The condensate export approval initially includes only two companies: Pioneer Natural Resource (NYSE:PXD) and EPD, to ship ultra-light oil. The buyers could then turn the oil condensate into several petrochemical variants, such as gasoline, jet fuel and diesel. The initial approval of the two companies for the condensate export will give them a substantial benefit over others, as they have a first-mover advantage; however, other companies have also requested the Commerce department to encourage similar approvals, and the Commerce department is now working on industry-wide guidelines to make U.S. oil exports easier.

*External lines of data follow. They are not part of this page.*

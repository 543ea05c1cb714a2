//! Gas constants.

/// Base cost of every transaction.
pub const TX_GAS: u64 = 21000;
/// Base cost of a contract creation transaction (EIP-2, Homestead).
pub const TX_GAS_CONTRACT_CREATION: u64 = 53000;
/// Cost of a zero calldata byte.
pub const TX_DATA_ZERO_GAS: u64 = 4;
/// Cost of a non-zero calldata byte before Istanbul.
pub const TX_DATA_NON_ZERO_GAS_FRONTIER: u64 = 68;
/// Cost of a non-zero calldata byte, adjusted by [EIP-2028](https://eips.ethereum.org/EIPS/eip-2028).
pub const TX_DATA_NON_ZERO_GAS_EIP2028: u64 = 16;
/// Gas cost for accessing an address in the access list (EIP-2930).
pub const ACCESS_LIST_ADDRESS: u64 = 2400;
/// Gas cost for accessing a storage key in the access list (EIP-2930).
pub const ACCESS_LIST_STORAGE_KEY: u64 = 1900;
/// EIP-3860 : Limit and meter initcode
pub const INITCODE_WORD_COST: u64 = 2;

/// Refund quotient before London.
pub const REFUND_QUOTIENT: u64 = 2;
/// Refund quotient after London (EIP-3529).
pub const REFUND_QUOTIENT_EIP3529: u64 = 5;

/// Bounds the amount the base fee can change between blocks.
pub const BASE_FEE_CHANGE_DENOMINATOR: u32 = 8;
/// Bounds the maximum gas limit an EIP-1559 block may have.
pub const ELASTICITY_MULTIPLIER: u32 = 2;
/// Initial base fee of the first fee market block.
pub const INITIAL_BASE_FEE: u64 = 1_000_000_000;
/// Smallest step by which an increasing base fee moves.
pub const MIN_BASE_FEE_DELTA: u64 = 1;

As the U.S. crude export ban softened, the approved companies are eagerly searching their prospective foreign buyers in order to increase their international customer base. The increasing global demand of oil and gas has lessened the search and enabled EPD to find its first international customer just after one week of export ban removal. The partnership has sold its first condensate cargo to a Japanese trading house, and is seeking more customers in Latin America. According to Reuters, Japanese trading house, Mitsui & Co. Ltd. bought a 400,000 barrel U.S. condensate cargo from EPD, which is expected to be delivered by the end of this month or in early August. The demand of ultra-light condensate oil in the Asian region is comparatively higher than the rest of the world, and the expected disposal could reach up to 300,000 barrels each day by the end of this year. However, EPD has also offered to sell condensate for export in the huge Latin American market, where companies could use it as a substitute for naphtha to lighten local heavy crude.

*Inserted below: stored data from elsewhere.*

//! Conversion between the 18-decimal unit the EVM computes in and the native coin precision.
//!
//! Every balance and fee inside the ledger view and the gas economy is an 18-decimal
//! amount. Conversion happens only at the boundary with the native coin ledger.
//!
//! Scaling down truncates: a remainder below one native unit is dropped, never rounded
//! and never refunded. Consensus depends on this exact arithmetic.
use crate::{coin::CoinInfoError, constants::EVM_DECIMALS};
use alloy_primitives::U256;

/// Decimal precision of a native coin, always in `1..=18`.
#[derive(Clone, Copy, Debug, PartialEq, Eq, PartialOrd, Ord, Hash)]
#[cfg_attr(feature = "serde", derive(serde::Serialize, serde::Deserialize))]
#[cfg_attr(feature = "serde", serde(try_from = "u8", into = "u8"))]
pub struct Decimals(u8);

impl Decimals {
    /// Precision of the EVM itself.
    pub const EIGHTEEN: Self = Self(EVM_DECIMALS);
    /// Precision of most cosmos-style native coins.
    pub const SIX: Self = Self(6);

    /// Creates a precision, rejecting zero and anything above 18.
    pub fn new(decimals: u8) -> Result<Self, CoinInfoError> {
        if decimals == 0 || decimals > EVM_DECIMALS {
            return Err(CoinInfoError::InvalidDecimals(decimals));
        }
        Ok(Self(decimals))
    }

    /// Returns the raw number of decimals.
    #[inline]
    pub const fn get(self) -> u8 {
        self.0
    }

    /// Returns `true` when no scaling is needed.
    #[inline]
    pub const fn is_eighteen(self) -> bool {
        self.0 == EVM_DECIMALS
    }

    /// `10^(18 - decimals)`, the number of 18-decimal units in one native unit.
    #[inline]
    pub fn conversion_factor(self) -> U256 {
        U256::from(10u64).pow(U256::from(EVM_DECIMALS - self.0))
    }
}

impl Default for Decimals {
    fn default() -> Self {
        Self::EIGHTEEN
    }
}

impl TryFrom<u8> for Decimals {
    type Error = CoinInfoError;

    fn try_from(value: u8) -> Result<Self, Self::Error> {
        Self::new(value)
    }
}

impl From<Decimals> for u8 {
    fn from(value: Decimals) -> Self {
        value.0
    }
}

/// Scales a native amount up to 18 decimals.
///
/// Saturates at `U256::MAX`; a native supply that large cannot exist on a real chain.
#[inline]
pub fn to_vm18(amount: U256, decimals: Decimals) -> U256 {
    if decimals.is_eighteen() {
        return amount;
    }
    amount.saturating_mul(decimals.conversion_factor())
}

/// Scales an 18-decimal amount down to the native precision, truncating.
#[inline]
pub fn from_vm18(amount: U256, decimals: Decimals) -> U256 {
    if decimals.is_eighteen() {
        return amount;
    }
    amount / decimals.conversion_factor()
}

/// Splits an 18-decimal amount into its native part and the truncated remainder,
/// still expressed in 18-decimal units.
#[inline]
pub fn split_vm18(amount: U256, decimals: Decimals) -> (U256, U256) {
    if decimals.is_eighteen() {
        return (amount, U256::ZERO);
    }
    let factor = decimals.conversion_factor();
    (amount / factor, amount % factor)
}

Potential Threats and Opportunities

The export ban removal has enabled the U.S. companies to reach the huge global market for light, gasoline condensate; however, the Middle East dominates the condensate supply market in the Asian region, which could be a threat for the American oil companies. Iran and Qatar jointly export around 760,000 barrels per day, and account for about half of the global condensate supply, with majority of customers in the Asian region. Moreover, importers like China, Japan and South Korea have built huge processing plants known as splitters, which turn condensate into naphtha and other petrochemical variants. These splitters managed to process up to 900,000 barrels per day of condensate oil in the Asia-Pacific region. The rising supply from the Middle East, Australia and Africa could be a serious threat for the American condensate exports in the high-margin Asian region.

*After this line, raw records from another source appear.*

//! Native coin metadata and coin amounts.
use crate::decimals::{from_vm18, to_vm18, Decimals};
use alloy_primitives::U256;
use core::fmt;

/// Errors returned when building an [`EvmCoinInfo`].
#[derive(Clone, Debug, PartialEq, Eq, thiserror::Error)]
pub enum CoinInfoError {
    /// Decimals outside `1..=18`.
    #[error("invalid coin decimals {0}, expected a value in 1..=18")]
    InvalidDecimals(u8),
    /// A denomination was left empty.
    #[error("empty {0} denomination")]
    EmptyDenom(&'static str),
    /// An 18-decimal coin has no separate extended denomination.
    #[error("denom {denom} has 18 decimals but extended denom is {extended_denom}")]
    ExtendedDenomMismatch {
        /// Native denomination.
        denom: String,
        /// Extended denomination.
        extended_denom: String,
    },
}

/// Metadata of the chain's native coin as seen by the EVM.
///
/// A value is validated on construction and immutable afterwards. It is built once at
/// chain start and threaded through the components that need it.
#[derive(Clone, Debug, PartialEq, Eq, Hash)]
#[cfg_attr(feature = "serde", derive(serde::Serialize, serde::Deserialize))]
#[cfg_attr(feature = "serde", serde(rename_all = "camelCase"))]
pub struct EvmCoinInfo {
    denom: String,
    extended_denom: String,
    display_denom: String,
    decimals: Decimals,
}

impl EvmCoinInfo {
    /// Creates validated coin metadata.
    pub fn new(
        denom: impl Into<String>,
        extended_denom: impl Into<String>,
        display_denom: impl Into<String>,
        decimals: u8,
    ) -> Result<Self, CoinInfoError> {
        let info = Self {
            denom: denom.into(),
            extended_denom: extended_denom.into(),
            display_denom: display_denom.into(),
            decimals: Decimals::new(decimals)?,
        };
        info.validate()?;
        Ok(info)
    }

    /// Checks the invariants. Values produced by [`EvmCoinInfo::new`] always pass; this
    /// exists for values that were deserialized.
    pub fn validate(&self) -> Result<(), CoinInfoError> {
        if self.denom.is_empty() {
            return Err(CoinInfoError::EmptyDenom("base"));
        }
        if self.extended_denom.is_empty() {
            return Err(CoinInfoError::EmptyDenom("extended"));
        }
        if self.display_denom.is_empty() {
            return Err(CoinInfoError::EmptyDenom("display"));
        }
        if self.decimals.is_eighteen() && self.denom != self.extended_denom {
            return Err(CoinInfoError::ExtendedDenomMismatch {
                denom: self.denom.clone(),
                extended_denom: self.extended_denom.clone(),
            });
        }
        Ok(())
    }

    /// Native denomination, e.g. `uatom`.
    pub fn denom(&self) -> &str {
        &self.denom
    }

    /// Denomination of the 18-decimal representation, e.g. `aatom`.
    pub fn extended_denom(&self) -> &str {
        &self.extended_denom
    }

    /// Human readable denomination, e.g. `atom`.
    pub fn display_denom(&self) -> &str {
        &self.display_denom
    }

    /// Native precision.
    pub fn decimals(&self) -> Decimals {
        self.decimals
    }

    /// Converts a native coin to its extended 18-decimal form.
    pub fn to_extended(&self, coin: &Coin) -> Coin {
        Coin::new(self.extended_denom.clone(), to_vm18(coin.amount, self.decimals))
    }

    /// Converts an extended 18-decimal coin to the native denomination, truncating.
    pub fn to_native(&self, coin: &Coin) -> Coin {
        Coin::new(self.denom.clone(), from_vm18(coin.amount, self.decimals))
    }
}

/// An amount of a single denomination.
#[derive(Clone, Debug, Default, PartialEq, Eq, Hash)]
#[cfg_attr(feature = "serde", derive(serde::Serialize, serde::Deserialize))]
pub struct Coin {
    /// Denomination.
    pub denom: String,
    /// Amount in the smallest unit of `denom`.
    pub amount: U256,
}

impl Coin {
    /// Creates a new coin.
    pub fn new(denom: impl Into<String>, amount: U256) -> Self {
        Self {
            denom: denom.into(),
            amount,
        }
    }

    /// Returns `true` if the amount is zero.
    pub fn is_zero(&self) -> bool {
        self.amount.is_zero()
    }
}

impl fmt::Display for Coin {
    fn fmt(&self, f: &mut fmt::Formatter<'_>) -> fmt::Result {
        write!(f, "{}{}", self.amount, self.denom)
    }
}

/// A set of coins with distinct denominations, sorted by denomination and free of zero
/// amounts.
#[derive(Clone, Debug, Default, PartialEq, Eq, Hash)]
#[cfg_attr(feature = "serde", derive(serde::Serialize, serde::Deserialize))]
pub struct Coins(Vec<Coin>);

impl Coins {
    /// Builds a normalized set: zero amounts dropped, equal denominations summed.
    pub fn new(coins: impl IntoIterator<Item = Coin>) -> Self {
        let mut out: Vec<Coin> = Vec::new();
        for coin in coins {
            if coin.is_zero() {
                continue;
            }
            match out.binary_search_by(|c| c.denom.as_str().cmp(&coin.denom)) {
                Ok(i) => out[i].amount = out[i].amount.saturating_add(coin.amount),
                Err(i) => out.insert(i, coin),
            }
        }
        Self(out)
    }

    /// Amount of `denom`, zero if absent.
    pub fn amount_of(&self, denom: &str) -> U256 {
        self.0
            .iter()
            .find(|c| c.denom == denom)
            .map(|c| c.amount)
            .unwrap_or_default()
    }

    /// Returns `true` if the set holds nothing.
    pub fn is_zero(&self) -> bool {
        self.0.is_empty()
    }

    /// Iterates the coins in denomination order.
    pub fn iter(&self) -> impl Iterator<Item = &Coin> {
        self.0.iter()
    }
}

impl From<Coin> for Coins {
    fn from(coin: Coin) -> Self {
        Self::new([coin])
    }
}

impl fmt::Display for Coins {
    fn fmt(&self, f: &mut fmt::Formatter<'_>) -> fmt::Result {
        for (i, coin) in self.0.iter().enumerate() {
            if i > 0 {
                f.write_str(",")?;
            }
            write!(f, "{coin}")?;
        }
        Ok(())
    }
}

#[cfg(test)]
mod tests {
    use super::*;

    #[test]
    fn eighteen_decimals_need_matching_denoms() {
        assert!(EvmCoinInfo::new("aevm", "aevm", "evm", 18).is_ok());
        assert_eq!(
            EvmCoinInfo::new("uatom", "aatom", "atom", 18),
            Err(CoinInfoError::ExtendedDenomMismatch {
                denom: "uatom".into(),
                extended_denom: "aatom".into(),
            })
        );
    }

    #[test]
    fn rejects_bad_metadata() {
        assert_eq!(
            EvmCoinInfo::new("uatom", "aatom", "atom", 0),
            Err(CoinInfoError::InvalidDecimals(0))
        );
        assert_eq!(
            EvmCoinInfo::new("", "aatom", "atom", 6),
            Err(CoinInfoError::EmptyDenom("base"))
        );
    }

    #[test]
    fn converts_between_native_and_extended() {
        let info = EvmCoinInfo::new("uatom", "aatom", "atom", 6).unwrap();
        let native = Coin::new("uatom", U256::from(5u64));
        let extended = info.to_extended(&native);
        assert_eq!(extended, Coin::new("aatom", U256::from(5_000_000_000_000u64)));
        assert_eq!(info.to_native(&extended), native);
    }

    #[test]
    fn coins_are_normalized() {
        let coins = Coins::new([
            Coin::new("b", U256::from(1u64)),
            Coin::new("a", U256::ZERO),
            Coin::new("a", U256::from(2u64)),
            Coin::new("b", U256::from(3u64)),
        ]);
        assert_eq!(coins.to_string(), "2a,4b");
        assert_eq!(coins.amount_of("b"), U256::from(4u64));
        assert_eq!(coins.amount_of("c"), U256::ZERO);
        assert!(Coins::new([Coin::new("a", U256::ZERO)]).is_zero());
    }
}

However, as the gasoline demand is rising, production from existing exporters is falling short of the demand. The increasing domestic demand is slowing down oil exports in Qatar. Moreover, the newly discovered petrochemicals in Australia are drier than before, which are unable to match the export standards. Further, the increased export sanctions on Iran have already restricted the oil and gas supply from the region. This situation could be beneficial for the American oil producers, which can fill the gap in the continuously decreasing supply in the Asian region. EPD, being the first exporter of the U.S. condensate, could take substantial benefits from the region.


The prospect of exports as well as the expansion of the pipeline will considerably enhance the revenues and operating cash flows of the partnership. EPD has allocated its capital expenditures very wisely, and the partnership's asset base is quite strong. We believe EPD will be able to grow its cash flows substantially and reward its unitholders in the shape of higher cash distributions. Furthermore, we expect the unit to continue its impressive upward movement on the back of solid growth in fundamentals.

Additional Disclosure: This article is for educational purposes only and it should not be taken as an investment recommendation. Investing in stock markets involves a number of risks and readers/investors are encouraged to do their own due diligence and familiarize themselves with the risks involved.

Disclosure: The author has no positions in any stocks mentioned, and no plans to initiate any positions within the next 72 hours. The author wrote this article themselves, and it expresses their own opinions. The author is not receiving compensation for it (other than from Seeking Alpha). The author has no business relationship with any company whose stock is mentioned in this article.